RECORDS PROVIDED

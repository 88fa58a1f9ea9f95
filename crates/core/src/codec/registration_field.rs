//! Registration field wire format (`registration-setup-srv`)
//!
//! Upserts send the complete derived record. Reads go through the flat
//! field endpoint and are decoded field by field, so a malformed attribute
//! is reported by its wire name.

use serde::Serialize;
use serde_json::Number;
use tenantform_domain::{
    ReconcileError, RegistrationField, RegistrationFieldComplete, RegistrationFieldPlan, Result,
};

use super::{decode_envelope_object, encode_json, WireObject};

const RESOURCE: &str = "registration field";

#[derive(Debug, Default, Clone, Copy)]
pub struct RegistrationFieldCodec;

impl RegistrationFieldCodec {
    /// Request body for `POST /registration-setup-srv/fields`.
    pub fn encode(&self, field: &RegistrationFieldComplete) -> Result<Vec<u8>> {
        encode_json(&RegistrationFieldWire::from(field))
    }

    /// Decode the flat field read response.
    pub fn decode(&self, body: &[u8]) -> Result<RegistrationField> {
        let object = decode_envelope_object(body, RESOURCE)?;
        let mut id: String = object.or_default("id")?;
        if id.is_empty() {
            id = object.or_default("_id")?;
        }
        Ok(RegistrationField {
            id,
            settings: RegistrationFieldPlan {
                field_key: object.required("fieldKey")?,
                data_type: object.required("dataType")?,
                required: object.or_default("required")?,
                enabled: object.or_default("enabled")?,
                read_only: object.or_default("readOnly")?,
                claimable: object.or_default("claimable")?,
                parent_group_id: object.or_default("parent_group_id")?,
                order: lenient_order(&object)?,
                consent_refs: object.or_default("consent_refs")?,
            },
        })
    }

    /// Platform id from an upsert response; empty when the platform omits it.
    pub fn decode_upsert_id(&self, body: &[u8]) -> Result<String> {
        let object = decode_envelope_object(body, RESOURCE)?;
        object.or_default("id")
    }
}

/// `order` arrives as an integer or as a float with no fractional part.
fn lenient_order(object: &WireObject) -> Result<i64> {
    let Some(number) = object.optional::<Number>("order")? else {
        return Ok(0);
    };
    if let Some(order) = number.as_i64() {
        return Ok(order);
    }
    match number.as_f64() {
        Some(order) if order.fract() == 0.0 => Ok(order as i64),
        _ => Err(ReconcileError::decode(
            "order",
            format!("{RESOURCE} `order` is not a whole number: {number}"),
        )),
    }
}

#[derive(Debug, Serialize)]
struct RegistrationFieldWire<'a> {
    #[serde(rename = "_id", skip_serializing_if = "Option::is_none")]
    id: Option<&'a str>,
    internal: bool,
    #[serde(rename = "readOnly")]
    read_only: bool,
    claimable: bool,
    required: bool,
    scopes: &'a [String],
    enabled: bool,
    #[serde(rename = "localeText")]
    locale_text: LocaleTextWire<'a>,
    is_group: bool,
    is_list: bool,
    parent_group_id: &'a str,
    #[serde(rename = "fieldType")]
    field_type: &'a str,
    consent_refs: &'a [String],
    #[serde(rename = "fieldKey")]
    field_key: &'a str,
    #[serde(rename = "dataType")]
    data_type: &'a str,
    order: i64,
    #[serde(rename = "fieldDefinition")]
    field_definition: FieldDefinitionWire<'a>,
    #[serde(rename = "baseDataType")]
    base_data_type: &'a str,
}

#[derive(Debug, Serialize)]
struct LocaleTextWire<'a> {
    locale: &'a str,
    language: &'a str,
    #[serde(rename = "consentLabel")]
    consent_label: ConsentLabelWire<'a>,
}

#[derive(Debug, Serialize)]
struct ConsentLabelWire<'a> {
    label: &'a str,
    label_text: &'a str,
}

#[derive(Debug, Serialize)]
struct FieldDefinitionWire<'a> {
    language: &'a str,
    locale: &'a str,
}

impl<'a> From<&'a RegistrationFieldComplete> for RegistrationFieldWire<'a> {
    fn from(field: &'a RegistrationFieldComplete) -> Self {
        let s = &field.settings;
        Self {
            id: field.id.as_deref().filter(|id| !id.is_empty()),
            internal: field.internal,
            read_only: s.read_only,
            claimable: s.claimable,
            required: s.required,
            scopes: &field.scopes,
            enabled: s.enabled,
            locale_text: LocaleTextWire {
                locale: &field.locale_text.locale,
                language: &field.locale_text.language,
                consent_label: ConsentLabelWire {
                    label: &field.locale_text.consent_label.label,
                    label_text: &field.locale_text.consent_label.label_text,
                },
            },
            is_group: field.is_group,
            is_list: field.is_list,
            parent_group_id: &s.parent_group_id,
            field_type: &field.field_type,
            consent_refs: &s.consent_refs,
            field_key: &s.field_key,
            data_type: &s.data_type,
            order: s.order,
            field_definition: FieldDefinitionWire {
                language: &field.field_definition.language,
                locale: &field.field_definition.locale,
            },
            base_data_type: &field.base_data_type,
        }
    }
}

#[cfg(test)]
mod tests {
    use serde_json::{json, Value};
    use tenantform_domain::RegistrationFieldInput;

    use super::*;
    use crate::derivation::FieldDerivationEngine;

    fn complete(id: Option<&str>) -> RegistrationFieldComplete {
        let input = RegistrationFieldInput {
            id: id.map(str::to_string),
            settings: RegistrationFieldPlan {
                field_key: "terms".into(),
                data_type: "CONSENT".into(),
                required: true,
                enabled: true,
                parent_group_id: "DEFAULT".into(),
                order: 3,
                consent_refs: vec!["https://example.com/terms".into()],
                ..RegistrationFieldPlan::default()
            },
        };
        FieldDerivationEngine::new().derive(&input).unwrap()
    }

    #[test]
    fn encodes_the_complete_record() {
        let encoded: Value =
            serde_json::from_slice(&RegistrationFieldCodec.encode(&complete(None)).unwrap())
                .unwrap();
        assert!(encoded.get("_id").is_none());
        assert_eq!(encoded["fieldKey"], "terms");
        assert_eq!(encoded["baseDataType"], "bool");
        assert_eq!(encoded["fieldType"], "CUSTOM");
        assert_eq!(encoded["fieldDefinition"], json!({"language": "de", "locale": "de-DE"}));
        assert_eq!(
            encoded["localeText"]["consentLabel"]["label"],
            "<a href=\"https://example.com/terms\">Consent</a>"
        );
        assert_eq!(encoded["scopes"], json!([]));
    }

    #[test]
    fn known_id_is_sent_on_update() {
        let encoded: Value =
            serde_json::from_slice(&RegistrationFieldCodec.encode(&complete(Some("f-1"))).unwrap())
                .unwrap();
        assert_eq!(encoded["_id"], "f-1");
    }

    #[test]
    fn decodes_flat_read_with_float_order() {
        let body = serde_json::to_vec(&json!({
            "status": 200,
            "data": {
                "_id": "f-1",
                "fieldKey": "terms",
                "dataType": "CONSENT",
                "required": true,
                "enabled": null,
                "order": 2.0,
                "consent_refs": null
            }
        }))
        .unwrap();
        let field = RegistrationFieldCodec.decode(&body).unwrap();
        assert_eq!(field.id, "f-1");
        assert_eq!(field.settings.order, 2);
        assert!(field.settings.required);
        assert!(!field.settings.enabled);
        assert!(field.settings.consent_refs.is_empty());
    }

    #[test]
    fn flat_read_prefers_id_over_legacy_key() {
        let body = br#"{"data":{"id":"f-2","_id":"old","fieldKey":"k","dataType":"TEXT"}}"#;
        assert_eq!(RegistrationFieldCodec.decode(body).unwrap().id, "f-2");

        let body = br#"{"data":{"id":"","_id":"f-3","fieldKey":"k","dataType":"TEXT"}}"#;
        assert_eq!(RegistrationFieldCodec.decode(body).unwrap().id, "f-3");
    }

    #[test]
    fn fractional_order_is_a_field_error() {
        let body = br#"{"data":{"fieldKey":"k","dataType":"TEXT","order":1.5}}"#;
        match RegistrationFieldCodec.decode(body).unwrap_err() {
            ReconcileError::Decode { field, .. } => assert_eq!(field, "order"),
            other => panic!("expected decode error, got {other:?}"),
        }
    }

    #[test]
    fn missing_field_key_is_reported_by_wire_name() {
        let body = br#"{"data":{"dataType":"TEXT"}}"#;
        match RegistrationFieldCodec.decode(body).unwrap_err() {
            ReconcileError::Decode { field, .. } => assert_eq!(field, "fieldKey"),
            other => panic!("expected decode error, got {other:?}"),
        }
    }

    #[test]
    fn upsert_response_yields_id() {
        let id = RegistrationFieldCodec.decode_upsert_id(br#"{"data":{"id":"f-9"}}"#).unwrap();
        assert_eq!(id, "f-9");
    }
}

ABOUT THIS EXERCISE
Pick from the records each line that contains the word "language" and show it.

SOLUTION TO THE EXERCISE
    language: &'a str,
    language: &'a str,
                language: &field.locale_text.language,
                language: &field.field_definition.language,
        assert_eq!(encoded["fieldDefinition"], json!({"language": "de", "locale": "de-DE"}));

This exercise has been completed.